Background: Dendritic cells (DC) are potent antigen presenting cells with the ability to prime naïve T cells and convert them to cytotoxic T-lymphocytes (CTL). We evaluated the capability of autologous DCs transfected with total tumor and normal RNA to induce cytotoxic CTL as the preliminary step to design a DC-based vaccine in the esophageal squamous cell carcinoma (ESCC).

Methods: Monocytes-derived DCs were electroporated with either total tumor RNA or normal RNA. T cells were then primed with tumor RNA transfected DCs and lytic effects of the generated CTL were measured with Cytotoxicity assay and IFN-gamma Release Elispot assay.

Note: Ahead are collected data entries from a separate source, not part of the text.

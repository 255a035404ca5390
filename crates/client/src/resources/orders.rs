//! Order manager.

use std::sync::Arc;

use parking_lot::Mutex;

use samovar_core::{OrderId, OrderStatus};

use crate::error::ApiError;
use crate::http::ApiClient;
use crate::models::{NewOrder, Order, OrderStatusUpdate};

const ORDERS_PATH: &str = "/api/orders";

/// How many orders a listing fetches at most.
const PAGE_LIMIT: u32 = 100;

/// Snapshot-owning manager for the order family.
///
/// Status is the only field the client mutates; everything else is
/// server-authoritative and picked up by the next load.
#[derive(Clone)]
pub struct OrderBook {
    api: ApiClient,
    snapshot: Arc<Mutex<Vec<Order>>>,
}

impl OrderBook {
    #[must_use]
    pub fn new(api: ApiClient) -> Self {
        Self {
            api,
            snapshot: Arc::new(Mutex::new(Vec::new())),
        }
    }

    /// Fetch orders, optionally narrowed to one status, replacing the
    /// snapshot.
    ///
    /// # Errors
    ///
    /// Propagates the underlying [`ApiError`]; the old snapshot stays in
    /// place on failure.
    pub async fn load(&self, status_filter: Option<&OrderStatus>) -> Result<Vec<Order>, ApiError> {
        let mut path = format!("{ORDERS_PATH}?limit={PAGE_LIMIT}");
        if let Some(status) = status_filter {
            path.push_str("&status_filter=");
            path.push_str(status.as_str());
        }

        let orders: Vec<Order> = self.api.get(&path).await?;
        self.snapshot.lock().clone_from(&orders);
        Ok(orders)
    }

    /// The current snapshot.
    #[must_use]
    pub fn orders(&self) -> Vec<Order> {
        self.snapshot.lock().clone()
    }

    /// Place a new order.
    ///
    /// The snapshot is not updated; the next load returns the server's
    /// authoritative listing.
    ///
    /// # Errors
    ///
    /// Propagates the underlying [`ApiError`].
    pub async fn create(&self, order: &NewOrder) -> Result<Order, ApiError> {
        self.api.post(ORDERS_PATH, order).await
    }

    /// Move an order to a new status.
    ///
    /// # Errors
    ///
    /// Propagates the underlying [`ApiError`].
    pub async fn update_status(&self, id: OrderId, status: OrderStatus) -> Result<(), ApiError> {
        let body = OrderStatusUpdate { status };
        let _: serde_json::Value = self
            .api
            .patch(&format!("{ORDERS_PATH}/{id}/status"), &body)
            .await?;
        Ok(())
    }

    /// Fetch a single order directly from the server.
    ///
    /// # Errors
    ///
    /// Propagates the underlying [`ApiError`].
    pub async fn fetch(&self, id: OrderId) -> Result<Order, ApiError> {
        self.api.get(&format!("{ORDERS_PATH}/{id}")).await
    }
}
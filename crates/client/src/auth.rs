//! Login, logout, and profile refresh.

use tracing::{info, warn};

use crate::error::ApiError;
use crate::http::ApiClient;
use crate::models::{LoginRequest, LoginResponse, Session, UserProfile};
use crate::session::SessionStore;

const LOGIN_PATH: &str = "/api/auth/login";
const ME_PATH: &str = "/api/auth/me";

/// Session lifecycle operations.
#[derive(Clone)]
pub struct AuthService {
    api: ApiClient,
}

impl AuthService {
    #[must_use]
    pub const fn new(api: ApiClient) -> Self {
        Self { api }
    }

    fn session(&self) -> &SessionStore {
        self.api.session()
    }

    /// Exchange credentials for a bearer token and cache the profile.
    ///
    /// The response must carry a non-empty `access_token`. If it does not,
    /// the store is left untouched - a failed login never half-writes a
    /// session.
    ///
    /// # Errors
    ///
    /// Propagates the underlying [`ApiError`];
    /// [`ApiError::InvalidResponse`] when the token is missing or empty.
    pub async fn login(&self, username: &str, password: &str) -> Result<Session, ApiError> {
        let request = LoginRequest {
            username: username.to_owned(),
            password: password.to_owned(),
        };
        let response: LoginResponse = self.api.post(LOGIN_PATH, &request).await?;
        if response.access_token.is_empty() {
            warn!("login response carried an empty access_token");
            return Err(ApiError::InvalidResponse(
                "login response is missing an access token".to_owned(),
            ));
        }

        self.session()
            .set_session(response.access_token.clone(), response.user.clone());
        info!(username = %response.user.username, role = %response.user.role, "logged in");
        Ok(Session {
            token: response.access_token,
            user: response.user,
        })
    }

    /// Clear the session and head to the login page.
    ///
    /// Never fails; logging out with no active session is a no-op on the
    /// store and still performs the redirect.
    pub fn logout(&self) {
        self.session().clear();
        self.api.navigator().redirect_to_login();
    }

    /// Re-fetch the current user's profile and overwrite the cached copy.
    ///
    /// Any failure is treated as an invalid session: the store is cleared,
    /// the login redirect fires, and the original error propagates.
    ///
    /// # Errors
    ///
    /// The underlying [`ApiError`], unchanged.
    pub async fn refresh_profile(&self) -> Result<UserProfile, ApiError> {
        match self.api.get::<UserProfile>(ME_PATH).await {
            Ok(user) => {
                self.session().set_user(user.clone());
                Ok(user)
            }
            Err(err) => {
                warn!(error = %err, "profile refresh failed, dropping session");
                self.logout();
                Err(err)
            }
        }
    }
}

Results: Cytotoxicity was induced against DCs loaded with tumoral RNA (%24.8 +/- 5.2 SEM) while in normal RNA-loaded DCs, it was minimal (%6.1 +/- 2.4 SEM) and significantly lower (p < 0.05). INF-gamma secretion was more than 2-folds higher in tumoral RNA-loaded DCs when compared with normal RNA-loaded DCs (p < 0.05).

Conclusion: Electroporating DCs with tumor RNA generated tumor antigen presenting cells which in turn enhanced cytotoxic effects of the T cells against ESCC. This may be a useful autologous ex vivo screening tool for confirming the lytic effects of primed T cells on tumors and evaluate probable further adverse effects on noncancerous tissues. These data provide crucial preliminary information to establish a total tumor RNA-pulsed DC vaccine therapy of ESCC.

Figure 1

mRNA transfection of DC. GFP mRNA delivery into DCs of patient 1 with electroporation (500 V, 300 μs). FACS analysis of transfected DC and Mock as a control is shown. Viability percentage was 85.7% in transfected cells as compared with 93.9% in control Mock. Transfection efficiency was 79.8%.

Figure 2

Cytotoxicity assay results representing cytotoxic activity of CTLs induced by DC/tumor-mRNA. Cytotoxicity assay was performed against DC/Tumor mRNA, DC/Normal mRNA and DC/Mock as targets at various effector:target (E:T) ratios assessed by Calcein-AM release assay. Experiments were repeated three times, and representative data of similar results are shown. For example, in the patient 3 cytotoxicity against DC/Tumor-mRNA, DC/Normal mRNA and DC/Mock were 22%, 2% and -1% respectively. *p < 0.05 (Tumor vs. Normal); ** p < 0.05 (Tumor vs. Mock).

Figure 3

INF-γ secretion Elispot assay results. INF-γ spots are counted per 10⁵ T cells. Results are recorded as mean number of INF-γ spots with 95% confidence interval (CI) indicated on the bars. Specific T cell activation and INF-γ secretion was more than 2-folds higher in DC/Tumor-mRNA when compared to DC/Normal-mRNA in both patients (p < 0.05).